Death of a cyclist: Some tolerance please

Tim Gavel 13 February 2019 150
Blurry of Cyclists ride through lighted city.Background.

Why has the death of a cyclist prompted hatred and not awareness?

News that a cyclist had died after being hit by a truck on the Federal Highway sent a shudder through the cycling community once again. My thoughts are with the rider’s family and friends as they cope with this sudden loss of someone they loved.

The ride to Lake George and back is something we in the cycling community regard as reasonably safe even though cars, trucks and buses, at times, feel as though they are no more than centimetres away. It is a very popular cycle trip. The views are lovely, particularly around Lake George, and the road offers a good, even surface.

It is, after all, a dual carriageway with plenty of room for both cyclists and vehicles to co-exist.

There has been an outpouring of grief and sorrow among cyclists and many others in the community when the devastating news broke. I was shocked then, to discover via social media that responses to the death of the cyclist were not universally sympathetic.

A number of social media responders used this tragedy as a platform to attack the existence of cyclists on the roads.

Why does the death of a cyclist prompt such hatred towards one of the most vulnerable of road users?

Some of them are simply outright ignorant.

The assumption underpinning many social media contributors to this tragic incident is that roads have been built for one purpose: to get from one place to another, in a car, bus, motorbike or truck, in the fastest legal manner.

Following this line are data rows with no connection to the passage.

//! switchboard-core - envelope protocol, routing, and specialist agents
//!
//! This crate provides:
//! - The message envelope and its JSON wire encoding
//! - The `AgentEndpoint` capability every agent implements
//! - The manager agent that classifies requests and relays them to specialists
//! - Greeting (text, optional research) and image specialists
//! - Generator providers (Gemini) with retry

pub mod endpoint;
pub mod envelope;
pub mod error;
pub mod manager;
pub mod providers;
pub mod research;
pub mod responders;
pub mod routing;

// Re-export main types for convenience
pub use endpoint::AgentEndpoint;
pub use envelope::{Content, Envelope, Role};
pub use error::{DispatchError, Result};
pub use manager::{ManagerAgent, SpecialistRegistry};
pub use providers::{
    Generated, GeneratedBlock, Generator, GoogleGenerator, ResponseKind, RetryingGenerator,
};
pub use research::{GraphResearchPipeline, ResearchOutcome, ResearchPipeline};
pub use responders::{GreetingResponder, ImageResponder};
pub use routing::{GREETING_AGENT, IMAGE_AGENT, RoutingDecision};

#[cfg(test)]
mod tests {
    use super::*;

    #[test]
    fn test_crate_exports() {
        let _ = std::mem::size_of::<Envelope>();
        let _ = std::mem::size_of::<ManagerAgent>();
        let _ = std::mem::size_of::<GreetingResponder>();
        let _ = std::mem::size_of::<ImageResponder>();
        let _ = std::mem::size_of::<GoogleGenerator>();
    }
}
//! Retry wrapper for generators: bounded retries with backoff and jitter

use async_trait::async_trait;
use rand::Rng;
use std::sync::Arc;
use std::time::Duration;
use tracing::{debug, warn};

use crate::error::Result;

use super::types::{Generated, Generator, ResponseKind};

/// Wraps a [`Generator`] and retries transient failures
pub struct RetryingGenerator {
    inner: Arc<dyn Generator>,
    /// Extra attempts after the first one
    max_retries: u32,
    /// Base delay for exponential backoff
    base_retry_delay: Duration,
}

impl RetryingGenerator {
    /// Wrap a generator with a single retry
    pub fn new(inner: Arc<dyn Generator>) -> Self {
        Self {
            inner,
            max_retries: 1,
            base_retry_delay: Duration::from_millis(500),
        }
    }

    /// Set the number of retries after the first attempt
    pub fn with_max_retries(mut self, max_retries: u32) -> Self {
        self.max_retries = max_retries;
        self
    }

    /// Set the base retry delay for exponential backoff
    pub fn with_base_retry_delay(mut self, delay: Duration) -> Self {
        self.base_retry_delay = delay;
        self
    }

    fn backoff(&self, attempt: u32) -> Duration {
        let base = self.base_retry_delay * 2u32.saturating_pow(attempt);
        let jitter_cap = (base.as_millis() as u64 / 4).max(1);
        let jitter = rand::thread_rng().gen_range(0..=jitter_cap);
        base + Duration::from_millis(jitter)
    }
}

#[async_trait]
impl Generator for RetryingGenerator {
    fn provider_name(&self) -> &str {
        self.inner.provider_name()
    }

    fn model(&self) -> &str {
        self.inner.model()
    }

    async fn generate(&self, prompt: &str, kind: ResponseKind) -> Result<Generated> {
        let mut attempt = 0;
        loop {
            match self.inner.generate(prompt, kind).await {
                Ok(generated) => return Ok(generated),
                Err(e) => {
                    let retryable = is_retryable_error(&e.to_string());
                    warn!(
                        "Generator {} ({}) failed (attempt {}, retryable={}): {}",
                        self.inner.provider_name(),
                        self.inner.model(),
                        attempt + 1,
                        retryable,
                        e,
                    );
                    if !retryable || attempt >= self.max_retries {
                        return Err(e);
                    }
                    let delay = self.backoff(attempt);
                    debug!("Backing off for {:?} before retry", delay);
                    tokio::time::sleep(delay).await;
                    attempt += 1;
                }
            }
        }
    }
}

/// Determine if an error is retryable (rate limit, server error, timeout)
fn is_retryable_error(err: &str) -> bool {
    let retryable_patterns = [
        "429",
        "500",
        "502",
        "503",
        "504",
        "rate limit",
        "resource_exhausted",
        "overloaded",
        "timeout",
        "timed out",
        "connection reset",
        "connection refused",
        "temporarily unavailable",
    ];
    let lower = err.to_lowercase();
    retryable_patterns.iter().any(|p| lower.contains(p))
}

One social media respondent suggested cyclists should not be on the road because they don’t go the same speed as cars and present a hazard because they travel 20 kilometres under the speed limit. There was one post, which advocated for cyclists to be banned on roads unless they are travelling at 60 kilometres an hour.

There was further ignorance when another suggested that cyclists should be confined to bike paths. Another said cyclists should ride at velodromes instead of roads.

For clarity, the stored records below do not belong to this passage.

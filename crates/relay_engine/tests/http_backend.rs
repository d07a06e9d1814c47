use std::sync::Once;
use std::time::Duration;

use pretty_assertions::assert_eq;
use relay_core::{ChatExchange, ChatStatus, FilterMetadata, IngestionRequest, SelectOption, StageId};
use relay_engine::{
    BackendSettings, ExchangeObserver, FailureKind, HttpBackend, IngestionClient, OptionFetcher,
    StreamConsumer,
};
use wiremock::matchers::{body_json, method, path, query_param, query_param_is_missing};
use wiremock::{Mock, MockServer, ResponseTemplate};

fn init_logging() {
    static INIT: Once = Once::new();
    INIT.call_once(engine_logging::initialize_for_tests);
}

fn backend(server: &MockServer) -> HttpBackend {
    HttpBackend::new(&BackendSettings {
        base_url: server.uri(),
        ..BackendSettings::default()
    })
    .expect("backend")
}

struct Silent;

impl ExchangeObserver for Silent {
    fn on_update(&self, _exchange: &ChatExchange) {}
}

#[tokio::test]
async fn teams_are_mapped_to_options() {
    init_logging();
    let server = MockServer::start().await;
    Mock::given(method("GET"))
        .and(path("/api/mattermost/teams"))
        .respond_with(ResponseTemplate::new(200).set_body_json(serde_json::json!([
            {"id": "t1", "name": "platform", "display_name": "Platform Team"},
            {"id": "t2", "name": "payments", "display_name": ""},
            {"id": "t3"}
        ])))
        .mount(&server)
        .await;

    let options = backend(&server)
        .fetch_options(StageId::Team, None)
        .await
        .expect("teams");
    assert_eq!(
        options,
        vec![
            SelectOption::new("t1", "Platform Team"),
            SelectOption::new("t2", "payments"),
            SelectOption::new("t3", "t3"),
        ]
    );
}

#[tokio::test]
async fn channels_are_filtered_to_the_selected_team() {
    init_logging();
    let server = MockServer::start().await;
    Mock::given(method("GET"))
        .and(path("/api/mattermost/channels"))
        .respond_with(ResponseTemplate::new(200).set_body_json(serde_json::json!([
            {"id": "c1", "name": "town-square", "team_id": "t1"},
            {"id": "c2", "name": "off-topic", "team_id": "t2"},
            {"id": "c3", "name": "releases", "display_name": "Releases", "team_id": "t1"},
            {"id": "c4", "name": "orphan"}
        ])))
        .expect(1)
        .mount(&server)
        .await;

    let options = backend(&server)
        .fetch_options(StageId::Channel, Some("t1"))
        .await
        .expect("channels");
    assert_eq!(
        options,
        vec![
            SelectOption::new("c1", "town-square"),
            SelectOption::new("c3", "Releases"),
        ]
    );
}

#[tokio::test]
async fn time_ranges_need_no_request() {
    init_logging();
    let server = MockServer::start().await;
    let options = backend(&server)
        .fetch_options(StageId::TimeRange, Some("c1"))
        .await
        .expect("ranges");
    assert_eq!(options.len(), 20);
    assert!(server.received_requests().await.unwrap_or_default().is_empty());
}

#[tokio::test]
async fn option_fetch_surfaces_http_status_and_bad_json() {
    init_logging();
    let server = MockServer::start().await;
    Mock::given(method("GET"))
        .and(path("/api/mattermost/teams"))
        .respond_with(ResponseTemplate::new(401))
        .mount(&server)
        .await;
    Mock::given(method("GET"))
        .and(path("/api/mattermost/channels"))
        .respond_with(ResponseTemplate::new(200).set_body_string("not json"))
        .mount(&server)
        .await;

    let backend = backend(&server);
    let err = backend.fetch_options(StageId::Team, None).await.unwrap_err();
    assert_eq!(err.kind, FailureKind::HttpStatus(401));
    let err = backend
        .fetch_options(StageId::Channel, Some("t1"))
        .await
        .unwrap_err();
    assert_eq!(err.kind, FailureKind::Decode);
}

#[tokio::test]
async fn ingest_sends_channel_and_since_as_query() {
    init_logging();
    let server = MockServer::start().await;
    Mock::given(method("POST"))
        .and(path("/api/mattermost/ingest"))
        .and(query_param("channelId", "c1"))
        .and(query_param("since", "1700000000000"))
        .respond_with(ResponseTemplate::new(200))
        .expect(1)
        .mount(&server)
        .await;

    backend(&server)
        .submit(&IngestionRequest {
            channel_id: "c1".to_string(),
            since_timestamp_ms: Some(1_700_000_000_000),
        })
        .await
        .expect("ingest ok");
}

#[tokio::test]
async fn ingest_without_range_omits_since_and_reports_failure() {
    init_logging();
    let server = MockServer::start().await;
    Mock::given(method("POST"))
        .and(path("/api/mattermost/ingest"))
        .and(query_param("channelId", "c1"))
        .and(query_param_is_missing("since"))
        .respond_with(ResponseTemplate::new(500))
        .expect(1)
        .mount(&server)
        .await;

    let err = backend(&server)
        .submit(&IngestionRequest {
            channel_id: "c1".to_string(),
            since_timestamp_ms: None,
        })
        .await
        .unwrap_err();
    assert_eq!(err.kind, FailureKind::HttpStatus(500));
}

#[tokio::test]
async fn chat_streams_answer_for_posted_question() {
    init_logging();
    let server = MockServer::start().await;
    Mock::given(method("POST"))
        .and(path("/api/mattermost/stream/chat"))
        .and(body_json(serde_json::json!({
            "question": "What shipped?",
            "filter": [{"key": "channel", "value": "releases"}]
        })))
        .respond_with(ResponseTemplate::new(200).set_body_string("Version **2.1** shipped."))
        .mount(&server)
        .await;

    let mut consumer = StreamConsumer::new(backend(&server));
    let filter = vec!["channel=releases".parse::<FilterMetadata>().unwrap()];
    let status = consumer.ask("What shipped?", filter, &Silent).await.unwrap();

    assert_eq!(status, ChatStatus::Complete);
    assert_eq!(consumer.exchange().buffered_answer(), "Version **2.1** shipped.");
}

#[tokio::test]
async fn chat_rejection_marks_exchange_failed() {
    init_logging();
    let server = MockServer::start().await;
    Mock::given(method("POST"))
        .and(path("/api/mattermost/stream/chat"))
        .respond_with(ResponseTemplate::new(503))
        .mount(&server)
        .await;

    let mut consumer = StreamConsumer::new(backend(&server));
    let status = consumer.ask("anyone?", Vec::new(), &Silent).await.unwrap();

    assert_eq!(status, ChatStatus::Failed);
    assert_eq!(consumer.exchange().buffered_answer(), "");
}

#[tokio::test]
async fn slow_backend_times_out() {
    init_logging();
    let server = MockServer::start().await;
    Mock::given(method("GET"))
        .and(path("/api/mattermost/teams"))
        .respond_with(
            ResponseTemplate::new(200)
                .set_delay(Duration::from_millis(250))
                .set_body_json(serde_json::json!([])),
        )
        .mount(&server)
        .await;

    let backend = HttpBackend::new(&BackendSettings {
        base_url: server.uri(),
        request_timeout: Duration::from_millis(50),
        ..BackendSettings::default()
    })
    .unwrap();
    let err = backend.fetch_options(StageId::Team, None).await.unwrap_err();
    assert_eq!(err.kind, FailureKind::Timeout);
}

#[test]
fn invalid_base_url_is_rejected() {
    let err = HttpBackend::new(&BackendSettings {
        base_url: "not a url".to_string(),
        ..BackendSettings::default()
    })
    .unwrap_err();
    assert_eq!(err.kind, FailureKind::InvalidUrl);
}
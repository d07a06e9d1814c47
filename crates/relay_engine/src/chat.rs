use bytes::Bytes;
use engine_logging::engine_debug;
use futures_util::stream::BoxStream;
use futures_util::{StreamExt, TryStreamExt};
use reqwest::header::{HeaderValue, CONTENT_TYPE};
use relay_core::ChatRequest;

use crate::http::{check_status, map_reqwest_error, HttpBackend};
use crate::{FailureKind, TransportError};

/// Finite, non-restartable sequence of body chunks.
pub type ChunkStream = BoxStream<'static, Result<Bytes, TransportError>>;

#[async_trait::async_trait]
pub trait ChatTransport: Send + Sync {
    /// Sends the question and resolves once response headers arrive.
    /// A non-success status is an error; the body is not read.
    async fn open(&self, request: &ChatRequest) -> Result<ChunkStream, TransportError>;
}

#[async_trait::async_trait]
impl ChatTransport for HttpBackend {
    async fn open(&self, request: &ChatRequest) -> Result<ChunkStream, TransportError> {
        let url = self.endpoint(&["api", "mattermost", "stream", "chat"]);
        let body = serde_json::to_vec(request)
            .map_err(|err| TransportError::new(FailureKind::Decode, err.to_string()))?;

        engine_debug!("POST {} ({} byte body)", url, body.len());
        let response = self
            .client
            .post(url)
            .header(CONTENT_TYPE, HeaderValue::from_static("application/json"))
            .body(body)
            .send()
            .await
            .map_err(map_reqwest_error)?;
        check_status(&response)?;

        Ok(response.bytes_stream().map_err(map_reqwest_error).boxed())
    }
}
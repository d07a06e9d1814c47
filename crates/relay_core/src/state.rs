use crate::view_model::{AlertView, AppViewModel, StageView};
use crate::{AlertTimer, IngestionRequest, SelectionController, TimeRangePolicy};

#[derive(Debug, Clone, PartialEq, Eq, Default)]
pub enum IngestionStatus {
    #[default]
    Idle,
    Submitting(IngestionRequest),
    Succeeded,
    Failed(String),
}

#[derive(Debug, Clone, PartialEq, Eq, Default)]
pub struct AppState {
    pub(crate) selection: SelectionController,
    pub(crate) policy: TimeRangePolicy,
    pub(crate) ingestion: IngestionStatus,
    pub(crate) alerts: AlertTimer,
    dirty: bool,
}

impl AppState {
    pub fn new() -> Self {
        Self::default()
    }

    pub fn with_policy(policy: TimeRangePolicy) -> Self {
        Self {
            policy,
            ..Self::default()
        }
    }

    pub fn selection(&self) -> &SelectionController {
        &self.selection
    }

    pub fn ingestion(&self) -> &IngestionStatus {
        &self.ingestion
    }

    pub fn alerts(&self) -> &AlertTimer {
        &self.alerts
    }

    pub fn view(&self) -> AppViewModel {
        let snapshot = self.selection.current_state();
        let stages = snapshot
            .stages()
            .iter()
            .map(|stage| StageView {
                id: stage.id,
                options: stage.options.clone(),
                selected_key: stage.selected_key.clone(),
                loading: stage.loading,
                error: stage.error.clone(),
                enabled: stage
                    .depends_on
                    .is_none_or(|parent| snapshot.selected(parent).is_some()),
            })
            .collect();

        AppViewModel {
            stages,
            ingestion: self.ingestion.clone(),
            alert: self.alerts.current().map(|alert| AlertView {
                message: alert.message.clone(),
                kind: alert.kind,
            }),
            dirty: self.dirty,
        }
    }

    pub(crate) fn mark_dirty(&mut self) {
        self.dirty = true;
    }

    /// Returns whether a render is due and clears the flag.
    pub fn consume_dirty(&mut self) -> bool {
        std::mem::take(&mut self.dirty)
    }
}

Not all cyclists do the right thing. Some don’t abide by the road rules. But does it justify the hostility displayed in these social media posts?

These posts, I have no doubt, reflect the views of a section of road users who despise the very existence of cyclists.

So instead of the death of a cyclist raising awareness of the need to look out for all road users, the anti-cycling community are using it to promote hatred towards cyclists.

Perhaps, disappointingly, it’s a reflection upon our society. Tolerance on our roadways towards all users might help us realise that getting to our destination a couple of minutes earlier doesn’t really make any difference at all.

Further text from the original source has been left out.